AI's Role in Search, Personalization, and Customer Experience
Within the customer-facing side of retail, AI's impact on search and personalization is among the most commercially significant. Product discovery has always been a core challenge in retail, and in the digital environment it is especially acute. Shoppers who cannot quickly find what they are looking for do not wait — they leave.
AI-powered search goes well beyond keyword matching. Modern systems understand intent, account for context, incorporate prior behavior, and surface results that reflect what an individual shopper is most likely to convert on — not just what literally matches their query. For a retailer like Macy's, which carries an enormous assortment across categories, the ability to intelligently surface the right product for the right customer at the right moment has direct and measurable implications for revenue.
Personalization extends this logic across the entire shopping journey. From the homepage a customer sees when they arrive to the email they receive after abandoning a cart, AI enables retailers to treat every touchpoint as an opportunity to demonstrate relevance. When that relevance is achieved consistently, it builds the kind of trust and loyalty that is increasingly difficult to sustain in a retail environment where competition is only a click away.
Operational Intelligence: Supply Chains and Software Development
The operational benefits of an AI-first retail strategy extend well beyond the customer experience. Two areas where AI is generating significant behind-the-scenes value are supply chain management and software engineering.
In supply chain, AI enables more accurate demand forecasting, smarter inventory allocation, and faster response to disruptions. Retailers who can anticipate what customers will want — and position inventory accordingly — gain a meaningful cost and service advantage over those relying on historical averages and human judgment alone.
In software development, AI is accelerating the pace at which engineering teams can ship new capabilities. From code generation assistance to automated testing and deployment, AI tools are compressing development cycles and reducing the friction between a business need and a technical solution. For retailers competing in a fast-moving environment, the ability to iterate quickly is a strategic asset.

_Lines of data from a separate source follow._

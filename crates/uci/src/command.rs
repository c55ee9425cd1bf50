//! Commands sent from the controlling side (GUI or match runner) to an engine.

use crate::UciError;

/// Commands sent from GUI to engine.
#[derive(Debug, Clone, PartialEq)]
pub enum GuiCommand {
    /// Initialize UCI mode.
    Uci,
    /// Check if engine is ready.
    IsReady,
    /// A new game is starting.
    UciNewGame,
    /// Set up position. `fen: None` means the standard starting position.
    Position {
        fen: Option<String>,
        moves: Vec<String>,
    },
    /// Start calculating.
    Go(GoOptions),
    /// Stop calculating.
    Stop,
    /// Quit the engine.
    Quit,
    /// Unknown command (for forward compatibility).
    Unknown(String),
}

/// Options for the `go` command.
#[derive(Debug, Clone, PartialEq, Default)]
pub struct GoOptions {
    /// Search for exactly this time in milliseconds.
    pub movetime: Option<u64>,
    /// Search to this depth.
    pub depth: Option<u32>,
    /// White time remaining in milliseconds.
    pub wtime: Option<u64>,
    /// Black time remaining in milliseconds.
    pub btime: Option<u64>,
    /// White increment per move in milliseconds.
    pub winc: Option<u64>,
    /// Black increment per move in milliseconds.
    pub binc: Option<u64>,
    /// Moves to go until next time control.
    pub movestogo: Option<u32>,
    /// Search indefinitely until `stop`.
    pub infinite: bool,
}

impl GoOptions {
    /// Format as a `go` command line.
    pub fn to_uci(&self) -> String {
        let mut parts = vec!["go".to_string()];
        let numeric = [
            ("movetime", self.movetime),
            ("depth", self.depth.map(u64::from)),
            ("wtime", self.wtime),
            ("btime", self.btime),
            ("winc", self.winc),
            ("binc", self.binc),
            ("movestogo", self.movestogo.map(u64::from)),
        ];
        for (name, value) in numeric {
            if let Some(v) = value {
                parts.push(format!("{} {}", name, v));
            }
        }
        if self.infinite {
            parts.push("infinite".to_string());
        }
        parts.join(" ")
    }
}

impl GuiCommand {
    /// Parse a UCI command string.
    pub fn parse(input: &str) -> Result<Self, UciError> {
        let input = input.trim();
        let mut parts = input.split_whitespace();

        let cmd = parts.next().unwrap_or("");

        match cmd {
            "uci" => Ok(GuiCommand::Uci),
            "isready" => Ok(GuiCommand::IsReady),
            "ucinewgame" => Ok(GuiCommand::UciNewGame),
            "stop" => Ok(GuiCommand::Stop),
            "quit" => Ok(GuiCommand::Quit),
            "position" => Self::parse_position(parts),
            "go" => Ok(GuiCommand::Go(Self::parse_go(parts))),
            _ => Ok(GuiCommand::Unknown(input.to_string())),
        }
    }

    /// Format the command as a protocol line (without trailing newline).
    pub fn to_uci(&self) -> String {
        match self {
            GuiCommand::Uci => "uci".to_string(),
            GuiCommand::IsReady => "isready".to_string(),
            GuiCommand::UciNewGame => "ucinewgame".to_string(),
            GuiCommand::Position { fen, moves } => {
                let mut line = match fen {
                    Some(f) => format!("position fen {}", f),
                    None => "position startpos".to_string(),
                };
                if !moves.is_empty() {
                    line.push_str(" moves ");
                    line.push_str(&moves.join(" "));
                }
                line
            }
            GuiCommand::Go(opts) => opts.to_uci(),
            GuiCommand::Stop => "stop".to_string(),
            GuiCommand::Quit => "quit".to_string(),
            GuiCommand::Unknown(raw) => raw.clone(),
        }
    }

    fn parse_position<'a>(mut parts: impl Iterator<Item = &'a str>) -> Result<Self, UciError> {
        let fen = match parts.next() {
            Some("startpos") => {
                // Skip to "moves", if present
                for part in parts.by_ref() {
                    if part == "moves" {
                        break;
                    }
                }
                None
            }
            Some("fen") => {
                let fen_parts: Vec<&str> = parts.by_ref().take_while(|&p| p != "moves").collect();
                if fen_parts.is_empty() {
                    return Err(UciError::ParseError("Missing FEN after 'fen'".to_string()));
                }
                Some(fen_parts.join(" "))
            }
            Some(other) => {
                return Err(UciError::ParseError(format!(
                    "Expected 'startpos' or 'fen', got '{}'",
                    other
                )));
            }
            None => {
                return Err(UciError::ParseError(
                    "Expected 'startpos' or 'fen'".to_string(),
                ));
            }
        };

        let moves = parts.map(str::to_string).collect();
        Ok(GuiCommand::Position { fen, moves })
    }

    fn parse_go<'a>(mut parts: impl Iterator<Item = &'a str>) -> GoOptions {
        let mut opts = GoOptions::default();

        while let Some(key) = parts.next() {
            match key {
                "infinite" => opts.infinite = true,
                "movetime" => opts.movetime = parts.next().and_then(|v| v.parse().ok()),
                "depth" => opts.depth = parts.next().and_then(|v| v.parse().ok()),
                "wtime" => opts.wtime = parts.next().and_then(|v| v.parse().ok()),
                "btime" => opts.btime = parts.next().and_then(|v| v.parse().ok()),
                "winc" => opts.winc = parts.next().and_then(|v| v.parse().ok()),
                "binc" => opts.binc = parts.next().and_then(|v| v.parse().ok()),
                "movestogo" => opts.movestogo = parts.next().and_then(|v| v.parse().ok()),
                _ => {}
            }
        }

        opts
    }
}

#[cfg(test)]
mod tests {
    use super::*;

    #[test]
    fn parse_uci() {
        assert_eq!(GuiCommand::parse("uci").unwrap(), GuiCommand::Uci);
    }

    #[test]
    fn parse_isready_and_newgame() {
        assert_eq!(GuiCommand::parse("isready").unwrap(), GuiCommand::IsReady);
        assert_eq!(
            GuiCommand::parse("ucinewgame\r\n").unwrap(),
            GuiCommand::UciNewGame
        );
    }

    #[test]
    fn parse_position_startpos_with_moves() {
        let cmd = GuiCommand::parse("position startpos moves e2e4 e7e5").unwrap();
        assert_eq!(
            cmd,
            GuiCommand::Position {
                fen: None,
                moves: vec!["e2e4".to_string(), "e7e5".to_string()]
            }
        );
    }

    #[test]
    fn parse_position_fen_with_moves() {
        let cmd = GuiCommand::parse(
            "position fen rnbqkbnr/pppppppp/8/8/4P3/8/PPPP1PPP/RNBQKBNR b KQkq - 0 1 moves e7e5",
        )
        .unwrap();
        assert_eq!(
            cmd,
            GuiCommand::Position {
                fen: Some("rnbqkbnr/pppppppp/8/8/4P3/8/PPPP1PPP/RNBQKBNR b KQkq - 0 1".to_string()),
                moves: vec!["e7e5".to_string()]
            }
        );
    }

    #[test]
    fn parse_position_without_setup_is_an_error() {
        assert!(GuiCommand::parse("position").is_err());
        assert!(GuiCommand::parse("position fen").is_err());
        assert!(GuiCommand::parse("position sideways").is_err());
    }

    #[test]
    fn position_to_uci() {
        let cmd = GuiCommand::Position {
            fen: Some("8/8/4k3/8/8/3K4/8/R7 w - - 0 1".to_string()),
            moves: vec![],
        };
        assert_eq!(cmd.to_uci(), "position fen 8/8/4k3/8/8/3K4/8/R7 w - - 0 1");

        let cmd = GuiCommand::Position {
            fen: None,
            moves: vec!["d2d4".to_string()],
        };
        assert_eq!(cmd.to_uci(), "position startpos moves d2d4");
    }

    #[test]
    fn parse_go_movetime_and_depth() {
        let cmd = GuiCommand::parse("go movetime 1000 depth 10").unwrap();
        if let GuiCommand::Go(opts) = cmd {
            assert_eq!(opts.movetime, Some(1000));
            assert_eq!(opts.depth, Some(10));
        } else {
            panic!("Expected Go command");
        }
    }

    #[test]
    fn parse_go_infinite() {
        let cmd = GuiCommand::parse("go infinite").unwrap();
        if let GuiCommand::Go(opts) = cmd {
            assert!(opts.infinite);
        } else {
            panic!("Expected Go command");
        }
    }

    #[test]
    fn go_options_to_uci() {
        let opts = GoOptions {
            movetime: Some(250),
            depth: Some(6),
            ..Default::default()
        };
        assert_eq!(opts.to_uci(), "go movetime 250 depth 6");
        assert_eq!(GoOptions::default().to_uci(), "go");
    }

    #[test]
    fn go_line_survives_reparse() {
        let opts = GoOptions {
            wtime: Some(60000),
            btime: Some(59000),
            winc: Some(1000),
            binc: Some(1000),
            ..Default::default()
        };
        assert_eq!(
            GuiCommand::parse(&opts.to_uci()).unwrap(),
            GuiCommand::Go(opts)
        );
    }
}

The Competitive Imperative of an AI-First Future
The retailers who will thrive in the coming decade are those who treat AI not as a project to be completed but as an ongoing capability to be built and refined. The Macy's approach — embedding AI into the DNA of how the business operates rather than treating it as an add-on — offers a useful blueprint for how legacy retailers can compete in an era defined by speed, personalization, and data-driven decision-making.
For retail leaders, the question is no longer whether to invest in AI. The question is whether the investment is deep enough, integrated enough, and strategic enough to close the gap between what the business knows and what it does about it — before a competitor does it first.